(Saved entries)
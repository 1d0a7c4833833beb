pub mod autofill;
pub mod dragfill;
pub mod error;
pub mod events;
pub mod filter;
pub mod grid;
pub mod ledger;
pub mod options;
pub mod validate;
pub mod window;

#[cfg(test)]
pub mod harness;
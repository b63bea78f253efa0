//! Prompt assembly for meeting-notes generation
//!
//! Builds the system/user prompt pair sent to the completion endpoint.
//! Everything here is pure string construction: given the same transcript,
//! context, detail level, and aggregated materials, the output is
//! byte-identical. Aggregation itself happens upstream in the pipeline.

use crate::domain::glossary::Glossary;
use crate::domain::models::{DetailLevel, MaterialsContent, MeetingContext, Prompt, UploadedFile};

/// Marker inserted into the materials slot when nothing was uploaded.
pub const NO_MATERIALS_MARKER: &str = "No additional materials provided";

/// Separator under which aggregated file content is appended to the transcript.
pub const MATERIALS_SEPARATOR: &str = "\n\nContent from uploaded materials:\n";

const SYSTEM_PROMPT: &str = r#"You are a professional note-taker for California Community Colleges, specializing in creating comprehensive, detailed meeting notes with rich narrative descriptions. Focus on:
1. Providing extensive context for each discussion point
2. Capturing the flow and evolution of discussions
3. Explaining rationale behind decisions
4. Using roles/functions instead of names
5. Including specific examples while maintaining anonymity
6. Preserving technical details and data points

Format notes with:
- Clear section headings
- Detailed bullet points with complete context
- Rich narrative descriptions
- Specific examples and data
- Decision rationale
- Next steps and implications"#;

const DETAILED_INTRO: &str =
    "Create detailed, narrative-style notes from this transcript following these requirements:";

const STANDARD_INTRO: &str = "Create clear, concise notes that capture the main points and decisions of this transcript, following these requirements:";

const DETAILED_SECTIONS: &str = r#"Required Sections:

1. Quick Navigation
- Links to major topics
- Key decisions summary
- Critical deadlines

2. Discussion Points
For each major topic, include:
• **Context & Background:** Detailed explanation of why this topic was discussed
• **Key Updates:** Rich narrative descriptions of main points
• **Challenges & Solutions:** Thorough exploration of issues raised and solutions proposed
• **Decisions & Rationale:** Complete context for why decisions were made
• **Implementation Details:** Specific steps and considerations
• **Examples & Data:** Relevant numbers, scenarios, or cases discussed

3. Action Items
By responsible area (not individual):
• Specific tasks with complete context
• Dependencies and requirements
• Resource needs
• Success criteria

4. Next Steps
• Upcoming work required
• Preparation needed
• Dependencies and timelines

Format Requirements:
- Use rich narrative bullet points that tell complete stories
- Include specific examples and data points
- Maintain anonymity while preserving context
- Bold key terms and concepts
- Preserve technical details and numbers
- Group related items logically"#;

const STANDARD_SECTIONS: &str = r#"Required Sections:

1. Meeting Overview
- Purpose and context
- Major takeaways

2. Discussion Points
- Clear, bolded headers for each topic
- Concise summaries of main points and decisions

3. Action Items
- Responsible parties
- Clear deadlines

4. Next Steps
- Upcoming deadlines
- Future meetings

Format Requirements:
- Use markdown formatting
- Bold (**) for headers and key terms
- Use bullet points for lists
- Maintain professional tone
- Maintain anonymity, referring to roles rather than individuals"#;

/// Fixed system instruction describing the assistant's role.
pub fn system_prompt() -> &'static str {
    SYSTEM_PROMPT
}

/// Format the 1-indexed list of uploaded material filenames.
pub fn format_materials_list(materials: &[UploadedFile]) -> String {
    if materials.is_empty() {
        return NO_MATERIALS_MARKER.to_string();
    }

    let mut formatted = String::from("Uploaded Materials:\n");
    for (idx, material) in materials.iter().enumerate() {
        formatted.push_str(&format!("{}. {}\n", idx + 1, material.filename));
    }
    formatted
}

fn intro(detail_level: DetailLevel) -> &'static str {
    match detail_level {
        DetailLevel::Standard => STANDARD_INTRO,
        DetailLevel::Detailed => DETAILED_INTRO,
    }
}

fn sections(detail_level: DetailLevel) -> &'static str {
    match detail_level {
        DetailLevel::Standard => STANDARD_SECTIONS,
        DetailLevel::Detailed => DETAILED_SECTIONS,
    }
}

/// Compose the prompt pair for one note-generation request.
///
/// The transcript lands verbatim at the end of the user text; aggregated
/// materials text, when present, is appended to it under a fixed separator
/// first. The caller is responsible for rejecting empty transcripts.
pub fn build_notes_prompt(
    transcript: &str,
    context: &MeetingContext,
    detail_level: DetailLevel,
    materials: &MaterialsContent,
) -> Prompt {
    let mut text = transcript.to_string();
    if !materials.text.is_empty() {
        text.push_str(MATERIALS_SEPARATOR);
        text.push_str(&materials.text);
    }

    let user = format!(
        "{intro}\n\n\
         Meeting Context:\n\
         - Date: {date}\n\
         - Type: {meeting_type}\n\n\
         Referenced Materials:\n\
         {materials_list}\n\n\
         {sections}\n\n\
         Reference these terms and definitions when relevant:\n\n\
         {glossary}\n\n\
         Meeting transcript to analyze:\n\n\
         {text}",
        intro = intro(detail_level),
        date = context.date.format("%m/%d/%Y"),
        meeting_type = context.meeting_type,
        materials_list = format_materials_list(&context.materials),
        sections = sections(detail_level),
        glossary = Glossary::render(),
        text = text,
    );

    Prompt {
        system: system_prompt().to_string(),
        user,
    }
}
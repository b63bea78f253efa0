//! Health check endpoint

use axum::{routing::get, Json, Router};
use serde::Serialize;

use crate::AppState;

/// Health check response
#[derive(Debug, Serialize)]
pub struct HealthResponse {
    pub status: String,
    pub service: String,
    pub version: String,
}

/// GET /health
pub async fn health_check() -> Json<HealthResponse> {
    Json(HealthResponse {
        status: "ok".to_string(),
        service: "note-smart".to_string(),
        version: env!("CARGO_PKG_VERSION").to_string(),
    })
}

/// Build health check routes
pub fn health_routes() -> Router<AppState> {
    Router::new().route("/health", get(health_check))
}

• TO DO
Which lines above include "decisions"? Show each of them by copying it.

• TASK RESPONSE
3. Explaining rationale behind decisions
const STANDARD_INTRO: &str = "Create clear, concise notes that capture the main points and decisions of this transcript, following these requirements:";
- Key decisions summary
• **Decisions & Rationale:** Complete context for why decisions were made
- Concise summaries of main points and decisions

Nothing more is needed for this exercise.